The current system will remain for two more advancement cycles. But starting with the fall 2012 testing cycle, all sailors testing for advancement in the petty officer ranks will see the new system, although they will have the same three hours to get it done.
The first new exam for prospective chiefs will debut in January 2013.
The changes were announced in NAVADMIN 197/11 and affect only advancement exams.
The exam result makes up 42 percent of the score for those competing for E-4 and E-5; 47.5 percent for those up for E-6; and 50 percent for those hoping to make chief. The rest of the advancement formula takes into account evaluations, awards and education level to produce a final multiple score, which determines whether you move up.
The change to the focus of the test, personnel official say, will not affect how exams are scored or how a final multiple is computed - but it will change what you study.
“I wouldn’t say it’s tougher, but it’s going to be a more comprehensive test that’s geared toward your rating knowledge and thus more reflective of what you do every day,” said Master Chief Electrician’s Mate (SS) Jeromie Cook, Naval Education and Training Professional Development and Technology Center command master chief. ”[Advancement exams] are written and designed to essentially map your workday, that’s what we’re shooting for - to determine if one sailor knows more about what they’re doing on a daily basis than the sailor sitting next to them.”

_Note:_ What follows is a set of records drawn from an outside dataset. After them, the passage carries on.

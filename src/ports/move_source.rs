//! Move source port - anything that can pick the next move for one side

use crate::{
    Result,
    tictactoe::{BoardState, Player},
};

/// Supplies moves to the turn sequencer.
///
/// Implemented by the AI agent, the random baseline, and by interactive
/// front ends that read moves from a person.
///
/// The board is passed mutably so that searching sources can explore it in
/// place. Implementations must hand it back exactly as they received it.
///
/// # Examples
///
/// ```
/// use noughts::{
///     ports::MoveSource,
///     tictactoe::{BoardState, Player},
/// };
///
/// struct FirstFree;
///
/// impl MoveSource for FirstFree {
///     fn select_move(&mut self, state: &mut BoardState, _player: Player) -> noughts::Result<usize> {
///         state
///             .available_moves()
///             .first()
///             .copied()
///             .ok_or(noughts::Error::NoValidMoves)
///     }
///
///     fn name(&self) -> &str {
///         "first-free"
///     }
/// }
/// ```
pub trait MoveSource {
    /// Select a move (0-8) for `player` on the given board.
    ///
    /// # Errors
    ///
    /// Returns an error if no move can be produced, e.g. the board is
    /// terminal or the underlying input failed.
    fn select_move(&mut self, state: &mut BoardState, player: Player) -> Result<usize>;

    /// Display name of this source
    fn name(&self) -> &str;
}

The changes were developed after Navy officials studied 10 years of advancement data and found the tests to be lacking in what they’re expected to do.

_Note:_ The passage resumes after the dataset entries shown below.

//! Game observers used by the front ends
//!
//! Observers allow composable data collection during play without coupling
//! the turn sequencer to specific output formats.

use indicatif::{ProgressBar, ProgressStyle};
use serde::{Deserialize, Serialize};

use crate::{
    Result,
    ports::GameObserver,
    tictactoe::{BoardState, GameOutcome, Player},
};

/// Running totals over a series of games
#[derive(Debug, Clone, Copy, Default, PartialEq, Serialize, Deserialize)]
pub struct Tally {
    pub games: usize,
    pub x_wins: usize,
    pub o_wins: usize,
    pub draws: usize,
    pub total_moves: usize,
}

impl Tally {
    pub fn record(&mut self, outcome: GameOutcome, moves: usize) {
        self.games += 1;
        self.total_moves += moves;
        match outcome {
            GameOutcome::Win(Player::X) => self.x_wins += 1,
            GameOutcome::Win(Player::O) => self.o_wins += 1,
            GameOutcome::Draw => self.draws += 1,
        }
    }

    /// Wins for `player`
    pub fn wins(&self, player: Player) -> usize {
        match player {
            Player::X => self.x_wins,
            Player::O => self.o_wins,
        }
    }

    pub fn draw_rate(&self) -> f64 {
        if self.games == 0 {
            0.0
        } else {
            self.draws as f64 / self.games as f64
        }
    }

    /// Get average game length
    pub fn avg_game_length(&self) -> f64 {
        if self.games == 0 {
            0.0
        } else {
            self.total_moves as f64 / self.games as f64
        }
    }
}

/// Tally observer - counts outcomes across games
#[derive(Debug, Default)]
pub struct TallyObserver {
    tally: Tally,
}

impl TallyObserver {
    pub fn new() -> Self {
        Self::default()
    }

    pub fn tally(&self) -> Tally {
        self.tally
    }
}

impl GameObserver for TallyObserver {
    fn on_game_end(&mut self, board: &BoardState, outcome: GameOutcome) -> Result<()> {
        self.tally.record(outcome, board.occupied_count());
        Ok(())
    }
}

/// Progress bar observer - shows series progress with a running score
pub struct ProgressObserver {
    progress_bar: ProgressBar,
    tally: Tally,
}

impl ProgressObserver {
    /// Create a progress bar for `total_games` games
    ///
    /// # Errors
    ///
    /// Returns error if the progress bar template fails to parse.
    pub fn new(total_games: usize) -> Result<Self> {
        let pb = ProgressBar::new(total_games as u64);
        pb.set_style(
            ProgressStyle::default_bar()
                .template("[{elapsed_precise}] {bar:40.cyan/blue} {pos}/{len} games ({msg})")
                .map_err(|e| crate::Error::ProgressBarTemplate {
                    message: e.to_string(),
                })?
                .progress_chars("=>-"),
        );
        Ok(Self {
            progress_bar: pb,
            tally: Tally::default(),
        })
    }

    /// Hidden progress bar, for tests and non-interactive runs
    pub fn hidden() -> Self {
        Self {
            progress_bar: ProgressBar::hidden(),
            tally: Tally::default(),
        }
    }

    fn message(&self) -> String {
        format!(
            "X:{} D:{} O:{}",
            self.tally.x_wins, self.tally.draws, self.tally.o_wins
        )
    }

    pub fn finish(&self) {
        self.progress_bar.finish_with_message(self.message());
    }

    pub fn tally(&self) -> Tally {
        self.tally
    }
}

impl GameObserver for ProgressObserver {
    fn on_game_end(&mut self, board: &BoardState, outcome: GameOutcome) -> Result<()> {
        self.tally.record(outcome, board.occupied_count());
        self.progress_bar.inc(1);
        self.progress_bar.set_message(self.message());
        Ok(())
    }
}

#[cfg(test)]
mod tests {
    use super::*;

    #[test]
    fn test_tally_records_outcomes() {
        let mut tally = Tally::default();
        tally.record(GameOutcome::Draw, 9);
        tally.record(GameOutcome::Win(Player::O), 6);
        tally.record(GameOutcome::Draw, 9);

        assert_eq!(tally.games, 3);
        assert_eq!(tally.wins(Player::O), 1);
        assert_eq!(tally.wins(Player::X), 0);
        assert!((tally.draw_rate() - 2.0 / 3.0).abs() < 1e-9);
        assert!((tally.avg_game_length() - 8.0).abs() < 1e-9);
    }

    #[test]
    fn test_progress_observer_counts_games() {
        let mut observer = ProgressObserver::hidden();
        let board = BoardState::from_string("XOX XOO OXX").unwrap();

        observer.on_game_end(&board, GameOutcome::Draw).unwrap();
        observer.finish();

        assert_eq!(observer.tally().draws, 1);
        assert_eq!(observer.tally().total_moves, 9);
    }
}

“The goal of the exam is to rank people based on their [in-rate] knowledge,” said Lt. Cmdr. Jim LeViness, director of the Navy Advancement Center. “Sure, [professional military knowledge] needs to be in there, it’s important and needs to stay in, but we found that you don’t need any more than 25 [questions] to make a proper assessment on any topic area.”
Limiting the number of military questions to 25 and cutting the overall number of questions translates to 50 more in-rating questions for those going up for chief and 35 more for those going for first class. Those going for E-5 will see 15 more in-rate questions.

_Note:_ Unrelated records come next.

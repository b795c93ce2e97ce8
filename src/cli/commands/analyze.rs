//! Analyze command - Evaluate a position with the minimax search

use anyhow::{Context, Result};
use clap::Parser;
use serde::Serialize;

use crate::{
    cli::{
        config::parse_player_token,
        output::{format_number, print_kv, print_section},
    },
    search::{MinimaxSearch, SearchResult, SearchStats},
    tictactoe::{BoardState, GameOutcome, Player},
};

#[derive(Parser, Debug)]
#[command(about = "Evaluate a board position")]
pub struct AnalyzeArgs {
    /// Board as 9 cells in row-major order, e.g. "X.O .X. ..O"
    pub board: String,

    /// Side to move (`x` or `o`); inferred from the piece counts if omitted
    #[arg(long)]
    pub to_move: Option<String>,

    /// Also run the unpruned search and compare results
    #[arg(long)]
    pub compare: bool,

    /// Print the report as JSON
    #[arg(long)]
    pub json: bool,
}

/// Result of analyzing one position
#[derive(Debug, Clone, Serialize)]
pub struct AnalysisReport {
    pub board: String,
    pub to_move: Player,
    pub outcome: Option<GameOutcome>,
    pub result: SearchResult,
    pub stats: SearchStats,
    pub exhaustive: Option<ExhaustiveComparison>,
}

/// Unpruned search run alongside the pruned one
#[derive(Debug, Clone, Serialize)]
pub struct ExhaustiveComparison {
    pub result: SearchResult,
    pub stats: SearchStats,
    pub matches: bool,
}

/// Search `board` for `to_move`, scoring from that player's side
pub fn analyze(board: &mut BoardState, to_move: Player, compare: bool) -> AnalysisReport {
    let mut search = MinimaxSearch::new(to_move);
    let result = search.best_move(board, to_move);

    let exhaustive = compare.then(|| {
        let mut full = MinimaxSearch::exhaustive(to_move);
        let full_result = full.best_move(board, to_move);
        ExhaustiveComparison {
            result: full_result,
            stats: full.stats(),
            matches: full_result == result,
        }
    });

    AnalysisReport {
        board: board.to_string().replace('\n', " "),
        to_move,
        outcome: GameOutcome::of(board),
        result,
        stats: search.stats(),
        exhaustive,
    }
}

pub fn execute(args: AnalyzeArgs) -> Result<()> {
    let mut board = BoardState::from_string(&args.board)
        .with_context(|| format!("could not parse board '{}'", args.board))?;
    let to_move = match &args.to_move {
        Some(token) => parse_player_token(token, "--to-move")?,
        None => board.inferred_to_move(),
    };

    let report = analyze(&mut board, to_move, args.compare);

    if args.json {
        println!("{}", serde_json::to_string_pretty(&report)?);
        return Ok(());
    }

    print_section("Position");
    println!("{board}");
    print_kv("To move", &to_move.to_string());
    if let Some(outcome) = report.outcome {
        print_kv("Outcome", &format!("{outcome:?}"));
    }

    print_section("Search");
    print_kv(
        "Best move",
        &report
            .result
            .position
            .map_or_else(|| "none".to_string(), |p| p.to_string()),
    );
    print_kv("Score", &report.result.score.to_string());
    print_kv("Nodes", &format_number(report.stats.nodes));
    print_kv("Cutoffs", &format_number(report.stats.cutoffs));

    if let Some(full) = &report.exhaustive {
        print_section("Unpruned search");
        print_kv("Nodes", &format_number(full.stats.nodes));
        print_kv("Same result", if full.matches { "yes" } else { "NO" });
    }

    Ok(())
}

The E-4 exam will see a drop in military questions from 50 to 25.
The two-cycle delay in implementing the changes, LeViness said, was due to the fact that new grading programs must be developed and tested. Also, test-makers wanted to give sailors time to prepare for the switch.
“There is a significant software modification required, currently in progress, to accommodate the exam restructure,” LeViness said. “The PO1 and CPO exams require a significant number of occupational questions be added.”
Those new questions will be developed by rating experts over the next year.
This must be completed before next April, when the bibliographies for each rating will be posted online. “Bibs” serve as a road map for sailors as they study for the new exams.
The change in emphasis already has some sailors worrying, although LeViness said it will be a better test for most.
“I think there’s some sailor apprehension out there because this is different from what they’re used to because for most, this is the only [exam system] they’ve ever known,” he said. “Sure, it’s a new thing, so I can understand that apprehension, but really it should be viewed as a positive thing that will have a positive impact on their ability to advance.”